#### [PROBLEM DESCRIPTION]
Scan the material below for lines with the word "through" and report how many there are, with nothing added.

═══

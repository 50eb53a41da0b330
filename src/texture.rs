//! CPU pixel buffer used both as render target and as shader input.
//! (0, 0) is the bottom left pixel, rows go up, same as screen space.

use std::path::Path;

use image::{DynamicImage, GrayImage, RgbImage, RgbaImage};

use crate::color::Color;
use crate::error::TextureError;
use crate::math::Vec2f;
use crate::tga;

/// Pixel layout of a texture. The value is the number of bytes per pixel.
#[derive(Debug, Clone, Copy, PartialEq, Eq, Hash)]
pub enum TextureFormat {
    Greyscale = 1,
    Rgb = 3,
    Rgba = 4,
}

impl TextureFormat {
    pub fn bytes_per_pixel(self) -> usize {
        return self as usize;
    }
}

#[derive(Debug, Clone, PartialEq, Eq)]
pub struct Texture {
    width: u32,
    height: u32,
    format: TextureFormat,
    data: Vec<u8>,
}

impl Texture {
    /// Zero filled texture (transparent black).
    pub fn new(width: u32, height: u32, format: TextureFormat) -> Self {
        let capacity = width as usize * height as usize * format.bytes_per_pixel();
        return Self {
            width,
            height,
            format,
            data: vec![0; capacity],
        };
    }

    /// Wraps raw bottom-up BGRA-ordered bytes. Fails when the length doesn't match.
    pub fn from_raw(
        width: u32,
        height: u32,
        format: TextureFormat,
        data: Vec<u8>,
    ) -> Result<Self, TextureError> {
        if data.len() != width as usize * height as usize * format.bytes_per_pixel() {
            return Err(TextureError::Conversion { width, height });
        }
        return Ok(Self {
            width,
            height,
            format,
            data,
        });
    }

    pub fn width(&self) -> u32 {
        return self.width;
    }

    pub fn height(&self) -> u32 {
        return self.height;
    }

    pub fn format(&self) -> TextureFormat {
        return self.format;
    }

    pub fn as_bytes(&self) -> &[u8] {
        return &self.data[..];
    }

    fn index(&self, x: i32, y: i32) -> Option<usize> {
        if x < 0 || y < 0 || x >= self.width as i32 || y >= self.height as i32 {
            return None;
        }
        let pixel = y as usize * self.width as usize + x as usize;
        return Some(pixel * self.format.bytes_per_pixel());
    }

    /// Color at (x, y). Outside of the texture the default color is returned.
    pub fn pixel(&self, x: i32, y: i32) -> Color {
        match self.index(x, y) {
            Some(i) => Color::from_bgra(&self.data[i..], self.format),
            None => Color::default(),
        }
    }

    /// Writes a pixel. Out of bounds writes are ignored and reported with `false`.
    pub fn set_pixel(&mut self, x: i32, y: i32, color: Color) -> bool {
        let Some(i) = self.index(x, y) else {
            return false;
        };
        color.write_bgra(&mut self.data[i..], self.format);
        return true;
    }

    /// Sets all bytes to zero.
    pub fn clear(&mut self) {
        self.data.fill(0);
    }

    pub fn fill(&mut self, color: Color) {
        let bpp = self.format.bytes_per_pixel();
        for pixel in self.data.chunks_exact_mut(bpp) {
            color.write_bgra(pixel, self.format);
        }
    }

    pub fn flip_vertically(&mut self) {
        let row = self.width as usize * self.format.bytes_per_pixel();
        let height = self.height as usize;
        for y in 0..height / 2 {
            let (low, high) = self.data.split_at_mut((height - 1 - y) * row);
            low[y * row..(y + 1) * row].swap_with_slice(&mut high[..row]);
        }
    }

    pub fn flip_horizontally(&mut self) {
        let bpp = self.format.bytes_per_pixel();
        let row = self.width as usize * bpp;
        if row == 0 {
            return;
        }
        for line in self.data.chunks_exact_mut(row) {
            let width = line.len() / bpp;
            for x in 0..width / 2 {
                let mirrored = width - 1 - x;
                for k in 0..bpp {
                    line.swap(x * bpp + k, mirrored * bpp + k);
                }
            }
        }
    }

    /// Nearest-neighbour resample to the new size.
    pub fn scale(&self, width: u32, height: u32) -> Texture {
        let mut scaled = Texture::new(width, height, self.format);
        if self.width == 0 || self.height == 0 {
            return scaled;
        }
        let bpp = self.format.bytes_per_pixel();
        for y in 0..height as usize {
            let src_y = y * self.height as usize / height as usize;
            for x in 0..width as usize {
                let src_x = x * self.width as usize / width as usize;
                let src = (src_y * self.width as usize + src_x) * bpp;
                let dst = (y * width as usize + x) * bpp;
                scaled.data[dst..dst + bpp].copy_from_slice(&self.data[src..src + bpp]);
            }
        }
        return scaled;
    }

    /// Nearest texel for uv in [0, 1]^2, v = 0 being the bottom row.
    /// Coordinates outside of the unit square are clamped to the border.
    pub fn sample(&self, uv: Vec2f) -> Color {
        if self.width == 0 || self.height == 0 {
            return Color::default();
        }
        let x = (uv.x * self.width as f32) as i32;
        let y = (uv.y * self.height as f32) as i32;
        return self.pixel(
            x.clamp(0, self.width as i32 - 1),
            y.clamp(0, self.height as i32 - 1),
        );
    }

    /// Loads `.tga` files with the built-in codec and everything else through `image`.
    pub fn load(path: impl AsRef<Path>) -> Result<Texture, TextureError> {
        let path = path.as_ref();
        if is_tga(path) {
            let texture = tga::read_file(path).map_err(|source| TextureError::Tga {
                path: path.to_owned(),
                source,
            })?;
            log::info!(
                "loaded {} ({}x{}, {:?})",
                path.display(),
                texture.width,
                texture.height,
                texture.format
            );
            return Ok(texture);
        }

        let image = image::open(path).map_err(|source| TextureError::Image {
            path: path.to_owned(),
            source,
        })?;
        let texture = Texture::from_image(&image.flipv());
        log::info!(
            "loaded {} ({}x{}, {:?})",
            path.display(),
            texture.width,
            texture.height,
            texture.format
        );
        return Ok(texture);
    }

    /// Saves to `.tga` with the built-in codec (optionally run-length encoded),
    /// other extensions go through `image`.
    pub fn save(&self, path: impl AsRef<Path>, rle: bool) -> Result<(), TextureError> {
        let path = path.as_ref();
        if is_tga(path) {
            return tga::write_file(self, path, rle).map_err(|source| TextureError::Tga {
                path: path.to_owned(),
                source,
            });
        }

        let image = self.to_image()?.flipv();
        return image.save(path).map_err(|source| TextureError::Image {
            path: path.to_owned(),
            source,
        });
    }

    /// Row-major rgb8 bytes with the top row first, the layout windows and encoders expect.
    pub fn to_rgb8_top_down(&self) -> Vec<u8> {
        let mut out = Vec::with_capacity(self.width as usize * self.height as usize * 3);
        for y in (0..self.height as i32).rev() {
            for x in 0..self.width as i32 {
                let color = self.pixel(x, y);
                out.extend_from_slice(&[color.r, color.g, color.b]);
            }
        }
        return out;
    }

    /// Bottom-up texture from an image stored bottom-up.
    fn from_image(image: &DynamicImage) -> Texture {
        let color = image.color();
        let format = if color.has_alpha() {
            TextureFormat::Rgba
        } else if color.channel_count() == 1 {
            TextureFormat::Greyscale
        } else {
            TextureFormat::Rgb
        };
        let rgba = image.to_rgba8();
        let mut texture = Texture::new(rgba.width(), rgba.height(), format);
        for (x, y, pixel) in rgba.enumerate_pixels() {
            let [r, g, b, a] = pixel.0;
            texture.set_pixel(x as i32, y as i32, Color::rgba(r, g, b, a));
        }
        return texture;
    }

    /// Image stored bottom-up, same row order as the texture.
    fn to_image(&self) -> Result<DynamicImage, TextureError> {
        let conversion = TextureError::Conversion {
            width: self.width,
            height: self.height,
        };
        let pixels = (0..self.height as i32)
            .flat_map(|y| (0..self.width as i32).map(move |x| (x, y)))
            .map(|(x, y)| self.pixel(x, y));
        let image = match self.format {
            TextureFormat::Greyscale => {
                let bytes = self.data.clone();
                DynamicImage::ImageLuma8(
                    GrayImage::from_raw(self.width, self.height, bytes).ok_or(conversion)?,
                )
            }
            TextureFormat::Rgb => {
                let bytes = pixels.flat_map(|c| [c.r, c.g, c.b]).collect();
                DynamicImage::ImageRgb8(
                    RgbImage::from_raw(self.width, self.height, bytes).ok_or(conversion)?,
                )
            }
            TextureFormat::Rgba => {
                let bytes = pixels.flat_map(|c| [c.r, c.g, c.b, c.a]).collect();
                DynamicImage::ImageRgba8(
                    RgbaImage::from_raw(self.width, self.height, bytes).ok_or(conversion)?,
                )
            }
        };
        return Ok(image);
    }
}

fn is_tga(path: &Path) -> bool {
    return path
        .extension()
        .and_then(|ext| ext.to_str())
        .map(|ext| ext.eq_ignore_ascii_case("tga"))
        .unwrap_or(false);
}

═══

#### [ANSWER SECTION]
2